---- Material for the task

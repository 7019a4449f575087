//! Error types for GRIB Fetcher
//!
//! This module defines the error taxonomy for every stage of a field download:
//! catalog/configuration validation, index parsing and matching, object-store
//! transfers and the local cache. Errors carry enough context (product, field,
//! paths, byte range) for a caller to decide what to do next.

use std::path::PathBuf;

use thiserror::Error;

use crate::app::range::ByteRange;

/// Configuration and catalog errors
///
/// These are raised before any I/O takes place.
#[derive(Error, Debug)]
pub enum ConfigError {
    /// Product name not present in the catalog
    #[error("Product {product} is not a supported product. Supported products: {supported:?}")]
    UnknownProduct {
        product: String,
        supported: Vec<String>,
    },

    /// Field name not defined for the product
    #[error("Field {field} not recognized for product {product}. Supported fields: {supported:?}")]
    UnknownField {
        product: String,
        field: String,
        supported: Vec<String>,
    },

    /// Region code not supported by the product
    #[error("Region {region} is not one of the regions for product {product}: {supported:?}")]
    UnknownRegion {
        product: String,
        region: String,
        supported: Vec<String>,
    },

    /// Product defined twice in a catalog
    #[error("Duplicate product definition: {product}")]
    DuplicateProduct { product: String },

    /// Field defined twice for one product
    #[error("Duplicate field {field} in product {product}")]
    DuplicateField { product: String, field: String },

    /// Path template could not be parsed or uses an unknown placeholder
    #[error("Invalid path template {template:?}: {reason}")]
    InvalidTemplate { template: String, reason: String },

    /// Valid time precedes issuance time
    #[error("Valid time {valid} is before issuance time {issued}")]
    NegativeLead { issued: String, valid: String },

    /// Timestamp could not be parsed as ISO-8601
    #[error("Invalid timestamp {value:?}: {reason}")]
    InvalidTimestamp { value: String, reason: String },

    /// Configuration file not found
    #[error("Configuration file not found: {path}")]
    NotFound { path: PathBuf },

    /// Invalid configuration format
    #[error("Invalid configuration format")]
    InvalidFormat(#[from] toml::de::Error),

    /// Invalid configuration value
    #[error("Invalid configuration value for {field}: {value}. {reason}")]
    InvalidValue {
        field: String,
        value: String,
        reason: String,
    },

    /// Configuration file could not be read
    #[error("Failed to read configuration file {path}")]
    Io {
        path: PathBuf,
        #[source]
        source: std::io::Error,
    },
}

/// Index file reading and field matching errors
#[derive(Error, Debug)]
pub enum IndexError {
    /// No record in a well-formed index file matched the field's criteria
    #[error("Cannot find field {field} in index file at {index_path}")]
    FieldNotFound { field: String, index_path: PathBuf },

    /// Index file could not be read
    #[error("Failed to read index file {path}")]
    Unreadable {
        path: PathBuf,
        #[source]
        source: std::io::Error,
    },

    /// Offset of the following record does not lie after the matched one
    #[error("Index record {sequence} starts at byte {start} but the next record starts at {next}")]
    NonIncreasingOffsets { sequence: usize, start: u64, next: u64 },

    /// Record handed to the resolver does not belong to the record list
    #[error("Index record {sequence} is not part of the parsed index")]
    UnknownRecord { sequence: usize },
}

/// What went wrong during a transfer
#[derive(Error, Debug)]
pub enum TransferFailure {
    /// Source object does not exist
    #[error("object not found (HTTP 404)")]
    NotFound,

    /// Access to the source object was refused
    #[error("permission denied (HTTP {status})")]
    PermissionDenied { status: u16 },

    /// Requested range lies outside the object
    #[error("requested range not satisfiable (HTTP 416)")]
    RangeNotSatisfiable,

    /// Remote store returned an unexpected status
    #[error("server returned HTTP {status}")]
    Http { status: u16 },

    /// Rate limit exceeded after retries
    #[error("rate limit exceeded (HTTP 429)")]
    RateLimited,

    /// Network or protocol failure
    #[error("network error: {0}")]
    Network(String),

    /// Source URI cannot be mapped to a fetchable location
    #[error("invalid source URI: {reason}")]
    InvalidUri { reason: String },

    /// Remote store did not report an object size
    #[error("object size unavailable")]
    SizeUnavailable,

    /// Transfer exceeded the configured timeout
    #[error("timed out after {seconds} seconds")]
    Timeout { seconds: u64 },

    /// Caller cancelled the transfer
    #[error("cancelled")]
    Cancelled,

    /// Local file I/O failed
    #[error("file I/O error: {0}")]
    Io(#[from] std::io::Error),

    /// Destination could not be prepared or committed
    #[error("local cache error: {0}")]
    Cache(#[from] CacheError),
}

/// Object-store copy or size failure, with the attempted transfer attached
#[derive(Error, Debug)]
#[error(
    "Transfer of {source_uri} to {} (range {}) failed: {kind}",
    .destination.display(),
    range_label(.range)
)]
pub struct TransferError {
    pub source_uri: String,
    pub destination: PathBuf,
    pub range: Option<ByteRange>,
    #[source]
    pub kind: TransferFailure,
}

fn range_label(range: &Option<ByteRange>) -> String {
    match range {
        Some(range) => range.to_string(),
        None => "full object".to_string(),
    }
}

impl TransferError {
    /// Attach transfer context to a failure
    pub fn new(
        source_uri: impl Into<String>,
        destination: impl Into<PathBuf>,
        range: Option<ByteRange>,
        kind: TransferFailure,
    ) -> Self {
        Self {
            source_uri: source_uri.into(),
            destination: destination.into(),
            range,
            kind,
        }
    }

    /// Check if retrying the same transfer may succeed
    pub fn is_transient(&self) -> bool {
        matches!(
            self.kind,
            TransferFailure::Network(_)
                | TransferFailure::Timeout { .. }
                | TransferFailure::RateLimited
                | TransferFailure::Http { status: 500..=599 }
        )
    }
}

/// Local cache errors
#[derive(Error, Debug)]
pub enum CacheError {
    /// Cache directory not found or inaccessible
    #[error("Cache directory not accessible: {path}")]
    DirectoryNotAccessible { path: PathBuf },

    /// Atomic file operation failed
    #[error("Atomic file operation failed: could not rename {temp_path} to {final_path}")]
    AtomicOperationFailed {
        temp_path: PathBuf,
        final_path: PathBuf,
    },

    /// Cached file does not match what the remote store holds.
    ///
    /// Reserved: presence of a destination file is currently trusted as-is.
    #[error("Cached file {path} is inconsistent: {reason}")]
    Inconsistent { path: PathBuf, reason: String },
}

/// Top-level application error that can represent any error type
#[derive(Error, Debug)]
pub enum AppError {
    /// Configuration or catalog error
    #[error(transparent)]
    Config(#[from] ConfigError),

    /// Index parsing or matching error
    #[error(transparent)]
    Index(#[from] IndexError),

    /// Object-store transfer error
    #[error(transparent)]
    Transfer(#[from] TransferError),

    /// Cache error
    #[error(transparent)]
    Cache(#[from] CacheError),

    /// Generic I/O error
    #[error(transparent)]
    Io(#[from] std::io::Error),

    /// Generic application error with context
    #[error("Application error: {message}")]
    Generic { message: String },
}

impl AppError {
    /// Create a generic application error with a message
    pub fn generic(message: impl Into<String>) -> Self {
        Self::Generic {
            message: message.into(),
        }
    }

    /// Check if the error is recoverable (transient)
    ///
    /// Nothing is retried automatically; callers use this to decide.
    pub fn is_recoverable(&self) -> bool {
        match self {
            AppError::Transfer(e) => e.is_transient(),
            AppError::Config(_) | AppError::Index(_) => false,
            _ => false,
        }
    }

    /// Get error category for logging
    pub fn category(&self) -> &'static str {
        match self {
            AppError::Config(_) => "config",
            AppError::Index(IndexError::FieldNotFound { .. }) => "not_found",
            AppError::Index(_) => "index",
            AppError::Transfer(_) => "transfer",
            AppError::Cache(_) => "cache",
            AppError::Io(_) => "io",
            AppError::Generic { .. } => "generic",
        }
    }
}

/// Result type alias for convenience
pub type Result<T> = std::result::Result<T, AppError>;

/// Configuration result type alias
pub type ConfigResult<T> = std::result::Result<T, ConfigError>;

/// Index result type alias
pub type IndexResult<T> = std::result::Result<T, IndexError>;

/// Transfer result type alias
pub type TransferResult<T> = std::result::Result<T, TransferError>;

/// Cache result type alias
pub type CacheResult<T> = std::result::Result<T, CacheError>;

#[cfg(test)]
mod tests {
    use super::*;

    #[test]
    fn test_field_not_found_names_field_and_path() {
        let error = AppError::from(IndexError::FieldNotFound {
            field: "RAIN1HR".to_string(),
            index_path: PathBuf::from("/tmp/NBM.co.grib2.idx"),
        });

        let message = error.to_string();
        assert!(message.contains("RAIN1HR"));
        assert!(message.contains("/tmp/NBM.co.grib2.idx"));
        assert_eq!(error.category(), "not_found");
        assert!(!error.is_recoverable());
    }

    #[test]
    fn test_transfer_error_context() {
        let error = TransferError::new(
            "s3://bucket/key",
            "/tmp/out.grib2",
            Some(ByteRange::bounded(10, 20).unwrap()),
            TransferFailure::Timeout { seconds: 5 },
        );

        let message = error.to_string();
        assert!(message.contains("s3://bucket/key"));
        assert!(message.contains("/tmp/out.grib2"));
        assert!(message.contains("10..20"));
        assert!(error.is_transient());

        let app_error = AppError::from(error);
        assert_eq!(app_error.category(), "transfer");
        assert!(app_error.is_recoverable());
    }

    #[test]
    fn test_permanent_transfer_failures() {
        let error = TransferError::new(
            "s3://bucket/key",
            "/tmp/out.grib2",
            None,
            TransferFailure::NotFound,
        );
        assert!(!error.is_transient());
        assert!(error.to_string().contains("full object"));

        let cancelled = TransferError::new("a", "b", None, TransferFailure::Cancelled);
        assert!(!cancelled.is_transient());
    }

    #[test]
    fn test_config_error_category() {
        let error = AppError::from(ConfigError::UnknownField {
            product: "NBM".to_string(),
            field: "NOPE".to_string(),
            supported: vec!["TEMP".to_string()],
        });
        assert_eq!(error.category(), "config");
        assert!(error.to_string().contains("NOPE"));
    }
}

--------

Using the entries above, repeat only the lines from the one containing "for one product" through the one containing "parsed as ISO-8601", end lines included.

    /// Field defined twice for one product
    #[error("Duplicate field {field} in product {product}")]
    DuplicateField { product: String, field: String },

    /// Path template could not be parsed or uses an unknown placeholder
    #[error("Invalid path template {template:?}: {reason}")]
    InvalidTemplate { template: String, reason: String },

    /// Valid time precedes issuance time
    #[error("Valid time {valid} is before issuance time {issued}")]
    NegativeLead { issued: String, valid: String },

    /// Timestamp could not be parsed as ISO-8601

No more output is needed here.